_Data for this task_
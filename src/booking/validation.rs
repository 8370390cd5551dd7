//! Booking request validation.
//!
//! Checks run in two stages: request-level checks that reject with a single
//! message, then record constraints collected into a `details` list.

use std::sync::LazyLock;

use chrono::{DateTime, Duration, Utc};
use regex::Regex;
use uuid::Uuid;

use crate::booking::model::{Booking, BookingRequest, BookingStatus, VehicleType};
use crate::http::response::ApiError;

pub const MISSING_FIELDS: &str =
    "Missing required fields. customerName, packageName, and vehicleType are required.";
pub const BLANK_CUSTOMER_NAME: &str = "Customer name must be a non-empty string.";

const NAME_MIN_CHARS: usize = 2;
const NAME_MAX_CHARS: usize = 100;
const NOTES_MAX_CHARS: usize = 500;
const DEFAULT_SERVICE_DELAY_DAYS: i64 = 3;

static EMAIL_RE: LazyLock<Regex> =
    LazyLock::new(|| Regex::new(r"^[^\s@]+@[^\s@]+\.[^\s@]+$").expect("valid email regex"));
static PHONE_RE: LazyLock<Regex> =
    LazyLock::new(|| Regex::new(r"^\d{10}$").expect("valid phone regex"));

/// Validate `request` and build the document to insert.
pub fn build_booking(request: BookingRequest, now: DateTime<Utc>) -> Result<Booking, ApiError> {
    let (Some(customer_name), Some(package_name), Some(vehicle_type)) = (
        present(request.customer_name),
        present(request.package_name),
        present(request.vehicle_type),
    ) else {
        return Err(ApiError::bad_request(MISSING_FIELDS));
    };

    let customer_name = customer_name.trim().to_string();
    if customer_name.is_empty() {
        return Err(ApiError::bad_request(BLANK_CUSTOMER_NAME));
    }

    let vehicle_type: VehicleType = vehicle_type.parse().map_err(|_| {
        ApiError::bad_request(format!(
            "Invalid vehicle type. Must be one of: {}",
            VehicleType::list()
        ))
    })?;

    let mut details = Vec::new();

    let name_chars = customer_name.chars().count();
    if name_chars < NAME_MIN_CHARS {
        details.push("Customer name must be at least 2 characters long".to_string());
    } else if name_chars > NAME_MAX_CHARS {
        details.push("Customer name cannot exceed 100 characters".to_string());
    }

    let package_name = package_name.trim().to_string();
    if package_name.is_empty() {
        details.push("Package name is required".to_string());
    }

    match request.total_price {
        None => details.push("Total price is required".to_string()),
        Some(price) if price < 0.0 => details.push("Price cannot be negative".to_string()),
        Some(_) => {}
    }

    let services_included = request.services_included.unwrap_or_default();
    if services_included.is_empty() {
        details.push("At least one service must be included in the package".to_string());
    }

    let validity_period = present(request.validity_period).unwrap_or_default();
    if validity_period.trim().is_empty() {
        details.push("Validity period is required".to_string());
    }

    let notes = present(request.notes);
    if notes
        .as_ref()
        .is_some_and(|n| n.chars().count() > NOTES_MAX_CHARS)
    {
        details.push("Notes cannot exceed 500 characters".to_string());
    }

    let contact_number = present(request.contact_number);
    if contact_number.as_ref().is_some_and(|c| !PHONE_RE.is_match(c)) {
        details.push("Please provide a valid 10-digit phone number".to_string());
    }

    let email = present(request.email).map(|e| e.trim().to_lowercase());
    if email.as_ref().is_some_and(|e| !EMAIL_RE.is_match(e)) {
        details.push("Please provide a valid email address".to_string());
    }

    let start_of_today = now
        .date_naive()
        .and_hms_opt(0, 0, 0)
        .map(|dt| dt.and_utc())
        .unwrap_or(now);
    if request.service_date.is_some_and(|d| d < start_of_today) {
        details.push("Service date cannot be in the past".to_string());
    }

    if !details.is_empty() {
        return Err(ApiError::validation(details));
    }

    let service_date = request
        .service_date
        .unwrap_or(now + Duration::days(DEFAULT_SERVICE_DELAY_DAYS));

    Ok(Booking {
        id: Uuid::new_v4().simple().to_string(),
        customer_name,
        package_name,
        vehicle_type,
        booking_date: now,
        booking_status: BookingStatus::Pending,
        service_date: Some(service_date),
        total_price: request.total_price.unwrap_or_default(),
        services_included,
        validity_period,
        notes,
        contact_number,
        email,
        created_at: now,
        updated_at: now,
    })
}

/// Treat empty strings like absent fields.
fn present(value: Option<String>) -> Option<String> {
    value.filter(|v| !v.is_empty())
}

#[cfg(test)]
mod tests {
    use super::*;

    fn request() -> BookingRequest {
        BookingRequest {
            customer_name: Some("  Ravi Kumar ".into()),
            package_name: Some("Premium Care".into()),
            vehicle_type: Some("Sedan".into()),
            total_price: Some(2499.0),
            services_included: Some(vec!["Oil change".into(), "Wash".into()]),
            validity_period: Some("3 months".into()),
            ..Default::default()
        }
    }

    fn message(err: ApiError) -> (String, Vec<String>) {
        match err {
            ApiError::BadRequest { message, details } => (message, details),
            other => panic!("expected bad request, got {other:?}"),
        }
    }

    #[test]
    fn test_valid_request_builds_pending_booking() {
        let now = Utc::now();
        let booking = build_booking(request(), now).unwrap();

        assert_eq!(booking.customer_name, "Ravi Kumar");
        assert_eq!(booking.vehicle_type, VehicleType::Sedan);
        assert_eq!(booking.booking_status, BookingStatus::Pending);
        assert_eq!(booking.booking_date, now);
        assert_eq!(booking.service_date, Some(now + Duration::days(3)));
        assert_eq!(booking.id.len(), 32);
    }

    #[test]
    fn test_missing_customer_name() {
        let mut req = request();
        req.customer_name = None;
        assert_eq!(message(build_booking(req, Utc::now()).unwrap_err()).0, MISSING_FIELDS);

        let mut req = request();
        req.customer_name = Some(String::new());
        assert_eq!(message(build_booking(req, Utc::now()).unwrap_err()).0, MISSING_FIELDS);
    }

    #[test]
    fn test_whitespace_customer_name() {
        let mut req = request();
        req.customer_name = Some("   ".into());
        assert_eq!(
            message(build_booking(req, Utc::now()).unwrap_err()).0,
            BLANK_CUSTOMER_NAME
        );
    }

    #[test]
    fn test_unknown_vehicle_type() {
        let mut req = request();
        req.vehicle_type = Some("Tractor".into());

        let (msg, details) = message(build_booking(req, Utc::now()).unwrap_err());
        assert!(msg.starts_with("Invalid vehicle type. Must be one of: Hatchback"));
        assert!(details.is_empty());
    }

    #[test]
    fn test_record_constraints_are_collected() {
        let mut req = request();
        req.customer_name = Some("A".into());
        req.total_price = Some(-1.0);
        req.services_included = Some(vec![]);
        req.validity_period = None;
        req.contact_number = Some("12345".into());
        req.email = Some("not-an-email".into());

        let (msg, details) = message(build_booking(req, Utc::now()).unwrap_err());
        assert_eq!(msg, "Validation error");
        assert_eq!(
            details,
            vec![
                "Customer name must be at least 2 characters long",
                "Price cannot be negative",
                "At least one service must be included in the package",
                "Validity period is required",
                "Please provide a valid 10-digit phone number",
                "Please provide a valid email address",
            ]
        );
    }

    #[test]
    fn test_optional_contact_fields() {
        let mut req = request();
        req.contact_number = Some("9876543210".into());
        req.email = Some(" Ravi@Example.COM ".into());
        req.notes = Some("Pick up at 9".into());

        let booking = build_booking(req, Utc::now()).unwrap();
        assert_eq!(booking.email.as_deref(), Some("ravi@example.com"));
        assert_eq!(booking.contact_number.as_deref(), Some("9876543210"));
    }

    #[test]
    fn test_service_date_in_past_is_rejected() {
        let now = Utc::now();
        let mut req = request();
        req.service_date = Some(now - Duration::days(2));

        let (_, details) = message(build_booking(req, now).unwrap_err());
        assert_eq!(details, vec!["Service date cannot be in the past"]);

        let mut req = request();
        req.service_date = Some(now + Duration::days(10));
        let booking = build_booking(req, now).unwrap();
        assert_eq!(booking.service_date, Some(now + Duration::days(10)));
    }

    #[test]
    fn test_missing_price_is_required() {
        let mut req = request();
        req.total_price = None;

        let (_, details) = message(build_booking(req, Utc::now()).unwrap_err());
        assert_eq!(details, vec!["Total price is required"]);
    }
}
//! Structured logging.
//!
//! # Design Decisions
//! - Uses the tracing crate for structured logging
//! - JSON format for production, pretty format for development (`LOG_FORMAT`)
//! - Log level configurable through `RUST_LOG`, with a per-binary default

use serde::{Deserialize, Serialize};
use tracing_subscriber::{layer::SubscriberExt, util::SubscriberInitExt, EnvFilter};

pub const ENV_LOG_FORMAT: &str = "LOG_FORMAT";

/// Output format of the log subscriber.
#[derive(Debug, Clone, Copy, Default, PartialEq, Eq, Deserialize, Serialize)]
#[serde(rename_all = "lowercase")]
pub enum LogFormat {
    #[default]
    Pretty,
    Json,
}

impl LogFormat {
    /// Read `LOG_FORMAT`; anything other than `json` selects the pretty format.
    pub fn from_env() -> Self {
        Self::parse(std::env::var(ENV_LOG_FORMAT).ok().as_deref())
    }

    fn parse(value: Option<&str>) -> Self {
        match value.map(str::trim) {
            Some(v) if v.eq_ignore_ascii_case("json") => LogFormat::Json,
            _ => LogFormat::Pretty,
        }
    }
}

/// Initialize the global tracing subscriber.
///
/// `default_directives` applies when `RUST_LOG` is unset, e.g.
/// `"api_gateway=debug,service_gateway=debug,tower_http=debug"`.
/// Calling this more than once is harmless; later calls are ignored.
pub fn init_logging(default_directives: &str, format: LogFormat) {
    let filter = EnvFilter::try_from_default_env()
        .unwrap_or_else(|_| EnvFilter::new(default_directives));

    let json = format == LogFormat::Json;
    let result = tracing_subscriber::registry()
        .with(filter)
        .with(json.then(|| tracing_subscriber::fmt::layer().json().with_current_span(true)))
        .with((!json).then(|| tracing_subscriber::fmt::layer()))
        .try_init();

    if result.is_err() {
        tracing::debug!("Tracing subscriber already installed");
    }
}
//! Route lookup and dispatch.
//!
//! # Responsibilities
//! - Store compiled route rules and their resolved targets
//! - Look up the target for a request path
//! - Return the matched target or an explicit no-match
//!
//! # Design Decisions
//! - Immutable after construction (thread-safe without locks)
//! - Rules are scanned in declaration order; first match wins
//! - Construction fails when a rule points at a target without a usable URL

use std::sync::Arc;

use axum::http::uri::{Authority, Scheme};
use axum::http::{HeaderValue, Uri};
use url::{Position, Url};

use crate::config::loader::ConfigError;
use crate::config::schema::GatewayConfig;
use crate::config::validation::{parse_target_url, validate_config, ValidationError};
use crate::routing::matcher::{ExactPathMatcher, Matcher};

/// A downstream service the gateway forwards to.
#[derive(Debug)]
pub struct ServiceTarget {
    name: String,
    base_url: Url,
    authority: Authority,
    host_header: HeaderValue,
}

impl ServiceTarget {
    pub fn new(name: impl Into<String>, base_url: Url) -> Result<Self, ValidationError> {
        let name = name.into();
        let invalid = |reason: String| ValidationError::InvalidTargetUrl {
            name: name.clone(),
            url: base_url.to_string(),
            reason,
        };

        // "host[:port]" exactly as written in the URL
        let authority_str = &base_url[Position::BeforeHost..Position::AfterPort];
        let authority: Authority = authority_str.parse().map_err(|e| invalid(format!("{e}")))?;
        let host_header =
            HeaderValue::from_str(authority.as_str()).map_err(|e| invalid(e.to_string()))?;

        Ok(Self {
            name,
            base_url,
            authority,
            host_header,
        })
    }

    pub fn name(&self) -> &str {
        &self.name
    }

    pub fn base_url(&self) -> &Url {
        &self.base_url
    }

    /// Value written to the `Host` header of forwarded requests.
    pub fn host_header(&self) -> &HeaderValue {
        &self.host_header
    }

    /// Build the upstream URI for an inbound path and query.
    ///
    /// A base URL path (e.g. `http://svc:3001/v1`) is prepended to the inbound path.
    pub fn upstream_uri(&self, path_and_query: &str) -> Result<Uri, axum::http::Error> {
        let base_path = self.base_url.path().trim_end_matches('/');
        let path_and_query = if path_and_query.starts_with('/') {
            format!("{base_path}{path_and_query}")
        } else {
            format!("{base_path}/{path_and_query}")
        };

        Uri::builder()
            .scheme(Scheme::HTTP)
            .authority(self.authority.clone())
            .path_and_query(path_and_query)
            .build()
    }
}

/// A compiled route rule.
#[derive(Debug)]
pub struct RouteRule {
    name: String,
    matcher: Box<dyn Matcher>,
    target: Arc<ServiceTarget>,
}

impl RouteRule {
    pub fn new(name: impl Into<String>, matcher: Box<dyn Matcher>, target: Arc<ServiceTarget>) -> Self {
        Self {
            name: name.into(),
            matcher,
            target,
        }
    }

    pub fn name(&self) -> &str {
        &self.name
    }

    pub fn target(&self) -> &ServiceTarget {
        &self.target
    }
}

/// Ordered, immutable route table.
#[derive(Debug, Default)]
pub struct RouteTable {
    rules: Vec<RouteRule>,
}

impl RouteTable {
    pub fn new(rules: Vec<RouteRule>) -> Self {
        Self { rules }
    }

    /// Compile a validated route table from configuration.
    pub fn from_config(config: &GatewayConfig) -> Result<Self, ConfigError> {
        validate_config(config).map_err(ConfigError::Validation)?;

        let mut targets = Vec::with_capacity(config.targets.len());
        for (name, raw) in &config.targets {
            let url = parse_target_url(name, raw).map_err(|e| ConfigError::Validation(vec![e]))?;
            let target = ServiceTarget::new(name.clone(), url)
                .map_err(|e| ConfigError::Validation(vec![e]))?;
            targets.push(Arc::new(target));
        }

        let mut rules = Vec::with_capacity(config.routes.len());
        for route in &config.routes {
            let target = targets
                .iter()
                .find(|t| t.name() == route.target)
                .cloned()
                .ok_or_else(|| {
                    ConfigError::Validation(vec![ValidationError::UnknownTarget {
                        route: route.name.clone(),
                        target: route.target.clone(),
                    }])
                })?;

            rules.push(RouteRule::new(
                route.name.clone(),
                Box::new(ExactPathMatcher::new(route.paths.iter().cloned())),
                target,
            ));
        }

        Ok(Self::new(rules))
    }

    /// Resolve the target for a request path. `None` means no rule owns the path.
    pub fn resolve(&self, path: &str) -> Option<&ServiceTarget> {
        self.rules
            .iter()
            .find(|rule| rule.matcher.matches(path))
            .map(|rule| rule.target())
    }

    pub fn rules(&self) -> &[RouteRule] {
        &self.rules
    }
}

_Your objective_
A word-for-word copy of the lines above from the one with "let authority: Authority" through the one with "pub fn from_config(config: &GatewayConfig)", inclusive, is the only output wanted.

_Output below_
        let authority: Authority = authority_str.parse().map_err(|e| invalid(format!("{e}")))?;
        let host_header =
            HeaderValue::from_str(authority.as_str()).map_err(|e| invalid(e.to_string()))?;

        Ok(Self {
            name,
            base_url,
            authority,
            host_header,
        })
    }

    pub fn name(&self) -> &str {
        &self.name
    }

    pub fn base_url(&self) -> &Url {
        &self.base_url
    }

    /// Value written to the `Host` header of forwarded requests.
    pub fn host_header(&self) -> &HeaderValue {
        &self.host_header
    }

    /// Build the upstream URI for an inbound path and query.
    ///
    /// A base URL path (e.g. `http://svc:3001/v1`) is prepended to the inbound path.
    pub fn upstream_uri(&self, path_and_query: &str) -> Result<Uri, axum::http::Error> {
        let base_path = self.base_url.path().trim_end_matches('/');
        let path_and_query = if path_and_query.starts_with('/') {
            format!("{base_path}{path_and_query}")
        } else {
            format!("{base_path}/{path_and_query}")
        };

        Uri::builder()
            .scheme(Scheme::HTTP)
            .authority(self.authority.clone())
            .path_and_query(path_and_query)
            .build()
    }
}

/// A compiled route rule.
#[derive(Debug)]
pub struct RouteRule {
    name: String,
    matcher: Box<dyn Matcher>,
    target: Arc<ServiceTarget>,
}

impl RouteRule {
    pub fn new(name: impl Into<String>, matcher: Box<dyn Matcher>, target: Arc<ServiceTarget>) -> Self {
        Self {
            name: name.into(),
            matcher,
            target,
        }
    }

    pub fn name(&self) -> &str {
        &self.name
    }

    pub fn target(&self) -> &ServiceTarget {
        &self.target
    }
}

/// Ordered, immutable route table.
#[derive(Debug, Default)]
pub struct RouteTable {
    rules: Vec<RouteRule>,
}

impl RouteTable {
    pub fn new(rules: Vec<RouteRule>) -> Self {
        Self { rules }
    }

    /// Compile a validated route table from configuration.
    pub fn from_config(config: &GatewayConfig) -> Result<Self, ConfigError> {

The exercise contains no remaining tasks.